WHAT TO WORK ON - Check every line of the data below for the word "created". Copy the ones that have it.
── DATA PROVIDED ──
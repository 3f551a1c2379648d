//! High-level R_volution player client.
//!
//! [`RVolutionClient`] owns (or borrows) the HTTP session, resolves operations
//! to IR codes and turns `command_result` documents into status fields and
//! command outcomes.
//!
//! Two flavours of every call exist:
//! - `try_*` methods return a [`ClientResult`] carrying the failure kind.
//! - The plain methods absorb failures into an empty [`StatusResult`] or
//!   `false`, logging the cause. Callers that poll repeatedly usually want
//!   these.

use std::time::Duration;

use async_trait::async_trait;
use parking_lot::RwLock;
use reqwest::Client;

use super::ir_codes::{IrCodeMap, Operation};
use super::request::CommandRequestBuilder;
use super::response::{parse_command_result, StatusResult};
use super::traits::PlayerControl;
use super::utils::build_command_url;
use crate::error::{ClientError, ClientResult, FailureKind};
use crate::protocol_constants::{
    CMD_IR_CODE, CMD_STATUS, IR_CODE_PARAM, LEVEL_PARAM, MAX_VOLUME, REQUEST_TIMEOUT_SECS,
};

// ─────────────────────────────────────────────────────────────────────────────
// Builder
// ─────────────────────────────────────────────────────────────────────────────

/// Builder for [`RVolutionClient`].
///
/// # Example
/// ```ignore
/// let client = RVolutionClient::builder("192.168.1.50")
///     .session(shared_http_client)
///     .timeout(Duration::from_secs(5))
///     .build()?;
/// ```
pub struct RVolutionClientBuilder {
    host: String,
    session: Option<Client>,
    timeout: Duration,
    ir_codes: IrCodeMap,
}

impl RVolutionClientBuilder {
    fn new(host: impl Into<String>) -> Self {
        Self {
            host: host.into(),
            session: None,
            timeout: Duration::from_secs(REQUEST_TIMEOUT_SECS),
            ir_codes: IrCodeMap::default(),
        }
    }

    /// Uses a shared, externally owned HTTP session.
    ///
    /// `close()` leaves a shared session untouched.
    #[must_use]
    pub fn session(mut self, session: Client) -> Self {
        self.session = Some(session);
        self
    }

    /// Overrides the per-request timeout.
    #[must_use]
    pub fn timeout(mut self, timeout: Duration) -> Self {
        self.timeout = timeout;
        self
    }

    /// Replaces the operation → IR code table.
    #[must_use]
    pub fn ir_codes(mut self, ir_codes: IrCodeMap) -> Self {
        self.ir_codes = ir_codes;
        self
    }

    /// Builds the client, creating an owned session if none was supplied.
    ///
    /// # Errors
    /// * `ClientError::Configuration` if the host is empty
    /// * `ClientError::Http` if the HTTP session cannot be created
    pub fn build(self) -> ClientResult<RVolutionClient> {
        let host = self.host.trim().to_string();
        if host.is_empty() {
            return Err(ClientError::Configuration(
                "player host must not be empty".into(),
            ));
        }

        let (session, owns_session) = match self.session {
            Some(session) => (session, false),
            None => (Client::builder().build()?, true),
        };

        Ok(RVolutionClient {
            base_url: build_command_url(&host),
            host,
            session: RwLock::new(Some(session)),
            owns_session,
            timeout: self.timeout,
            ir_codes: self.ir_codes,
        })
    }
}

// ─────────────────────────────────────────────────────────────────────────────
// Client
// ─────────────────────────────────────────────────────────────────────────────

/// Control client for a single R_volution player.
///
/// Safe to share across tasks; concurrent calls run as independent
/// requests on the same session with no ordering between them.
pub struct RVolutionClient {
    host: String,
    base_url: String,
    session: RwLock<Option<Client>>,
    owns_session: bool,
    timeout: Duration,
    ir_codes: IrCodeMap,
}

impl std::fmt::Debug for RVolutionClient {
    fn fmt(&self, f: &mut std::fmt::Formatter<'_>) -> std::fmt::Result {
        f.debug_struct("RVolutionClient")
            .field("host", &self.host)
            .field("owns_session", &self.owns_session)
            .field("closed", &self.is_closed())
            .field("timeout", &self.timeout)
            .finish()
    }
}

impl RVolutionClient {
    /// Starts building a client for the player at `host`.
    #[must_use]
    pub fn builder(host: impl Into<String>) -> RVolutionClientBuilder {
        RVolutionClientBuilder::new(host)
    }

    /// Creates a client with its own session and default settings.
    ///
    /// # Errors
    /// See [`RVolutionClientBuilder::build`].
    pub fn new(host: impl Into<String>) -> ClientResult<Self> {
        Self::builder(host).build()
    }

    /// Creates a client on a shared session.
    ///
    /// # Errors
    /// See [`RVolutionClientBuilder::build`].
    pub fn with_session(host: impl Into<String>, session: Client) -> ClientResult<Self> {
        Self::builder(host).session(session).build()
    }

    #[must_use]
    pub fn host(&self) -> &str {
        &self.host
    }

    /// Full command endpoint URL.
    #[must_use]
    pub fn base_url(&self) -> &str {
        &self.base_url
    }

    #[must_use]
    pub fn timeout(&self) -> Duration {
        self.timeout
    }

    #[must_use]
    pub fn ir_codes(&self) -> &IrCodeMap {
        &self.ir_codes
    }

    /// True if `close()` has released the client's own session.
    #[must_use]
    pub fn is_closed(&self) -> bool {
        self.session.read().is_none()
    }

    /// Releases the session if this client created it.
    ///
    /// Idempotent. A shared session supplied by the caller is left open.
    pub fn close(&self) {
        if !self.owns_session {
            log::debug!(
                "[RVolution] Leaving shared session for {} to its owner",
                self.host
            );
            return;
        }
        if self.session.write().take().is_some() {
            log::debug!("[RVolution] Closed session for {}", self.host);
        }
    }

    fn session(&self) -> ClientResult<Client> {
        self.session.read().clone().ok_or(ClientError::Closed)
    }

    // ─────────────────────────────────────────────────────────────────────────
    // Status
    // ─────────────────────────────────────────────────────────────────────────

    /// Fetches the player status.
    ///
    /// A device-reported error does not fail the call: whatever fields the
    /// document carried are returned and the error is logged.
    ///
    /// # Errors
    /// Transport failures, non-success HTTP status, malformed XML, an
    /// unexpected root element, or a closed client.
    pub async fn try_get_status(&self) -> ClientResult<StatusResult> {
        let session = self.session()?;
        let body = CommandRequestBuilder::new(&session, &self.base_url)
            .cmd(CMD_STATUS)
            .timeout(self.timeout)
            .send()
            .await?;

        let response = parse_command_result(&body)?;
        if let Some(ref err) = response.device_error {
            log::warn!(
                "[RVolution] Status from {} reported error: {}",
                self.host,
                err
            );
        }
        Ok(response.status)
    }

    /// Fetches the player status, returning an empty result on any failure.
    pub async fn get_status(&self) -> StatusResult {
        match self.try_get_status().await {
            Ok(status) => status,
            Err(e) => {
                log::error!(
                    "[RVolution] Error retrieving player status from {}: {}",
                    self.host,
                    e
                );
                StatusResult::new()
            }
        }
    }

    // ─────────────────────────────────────────────────────────────────────────
    // Commands
    // ─────────────────────────────────────────────────────────────────────────

    /// Sends an IR command.
    ///
    /// # Arguments
    /// * `operation` - Abstract operation name (translated through the IR
    ///   code table) or a raw IR code
    /// * `params` - Extra query parameters, merged after the code
    ///
    /// # Errors
    /// `ClientError::Device` if the player reports an error, otherwise the
    /// same failures as [`Self::try_get_status`].
    pub async fn try_send_command(
        &self,
        operation: &str,
        params: &[(&str, &str)],
    ) -> ClientResult<()> {
        let session = self.session()?;
        let code = self.ir_codes.translate(operation);
        log::debug!("[RVolution] {} -> ir_code {}", operation, code);

        let body = CommandRequestBuilder::new(&session, &self.base_url)
            .cmd(CMD_IR_CODE)
            .param(IR_CODE_PARAM, code)
            .params(params.iter().copied())
            .timeout(self.timeout)
            .send()
            .await?;

        match parse_command_result(&body)?.device_error {
            Some(err) => Err(ClientError::Device(err)),
            None => Ok(()),
        }
    }

    /// Sends an IR command, returning whether the player accepted it.
    pub async fn send_command(&self, operation: &str, params: &[(&str, &str)]) -> bool {
        match self.try_send_command(operation, params).await {
            Ok(()) => true,
            Err(e) if e.kind() == FailureKind::Device => {
                log::warn!("[RVolution] Command {} rejected: {}", operation, e);
                false
            }
            Err(e) => {
                log::error!("[RVolution] Error sending command {}: {}", operation, e);
                false
            }
        }
    }

    async fn run(&self, operation: Operation, params: &[(&str, &str)]) -> bool {
        self.send_command(operation.name(), params).await
    }

    // ─────────────────────────────────────────────────────────────────────────
    // Playback Façade
    // ─────────────────────────────────────────────────────────────────────────

    pub async fn play(&self) -> bool {
        self.run(Operation::Play, &[]).await
    }

    pub async fn pause(&self) -> bool {
        self.run(Operation::Pause, &[]).await
    }

    pub async fn stop(&self) -> bool {
        self.run(Operation::Stop, &[]).await
    }

    pub async fn next_track(&self) -> bool {
        self.run(Operation::Next, &[]).await
    }

    pub async fn previous_track(&self) -> bool {
        self.run(Operation::Previous, &[]).await
    }

    /// Sets the absolute volume (0-100, values > 100 are clamped).
    pub async fn set_volume(&self, level: u8) -> bool {
        let clamped = level.min(MAX_VOLUME);
        if clamped != level {
            log::debug!("[RVolution] Volume {} clamped to {}", level, clamped);
        }
        let level = clamped.to_string();
        self.run(Operation::Volume, &[(LEVEL_PARAM, level.as_str())])
            .await
    }

    /// Sends the mute command.
    ///
    /// The player only knows a mute toggle, so `mute` does not reach the
    /// wire; callers track the intended state themselves.
    pub async fn mute(&self, mute: bool) -> bool {
        log::debug!("[RVolution] Mute toggle requested (target muted={})", mute);
        self.run(Operation::Mute, &[]).await
    }
}

#[async_trait]
impl PlayerControl for RVolutionClient {
    async fn get_status(&self) -> StatusResult {
        RVolutionClient::get_status(self).await
    }

    async fn play(&self) -> bool {
        RVolutionClient::play(self).await
    }

    async fn pause(&self) -> bool {
        RVolutionClient::pause(self).await
    }

    async fn stop(&self) -> bool {
        RVolutionClient::stop(self).await
    }

    async fn next_track(&self) -> bool {
        RVolutionClient::next_track(self).await
    }

    async fn previous_track(&self) -> bool {
        RVolutionClient::previous_track(self).await
    }

    async fn set_volume(&self, level: u8) -> bool {
        RVolutionClient::set_volume(self, level).await
    }

    async fn mute(&self, mute: bool) -> bool {
        RVolutionClient::mute(self, mute).await
    }
}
───
RESPONSE BELOW -
    /// * `ClientError::Http` if the HTTP session cannot be created
    /// Releases the session if this client created it.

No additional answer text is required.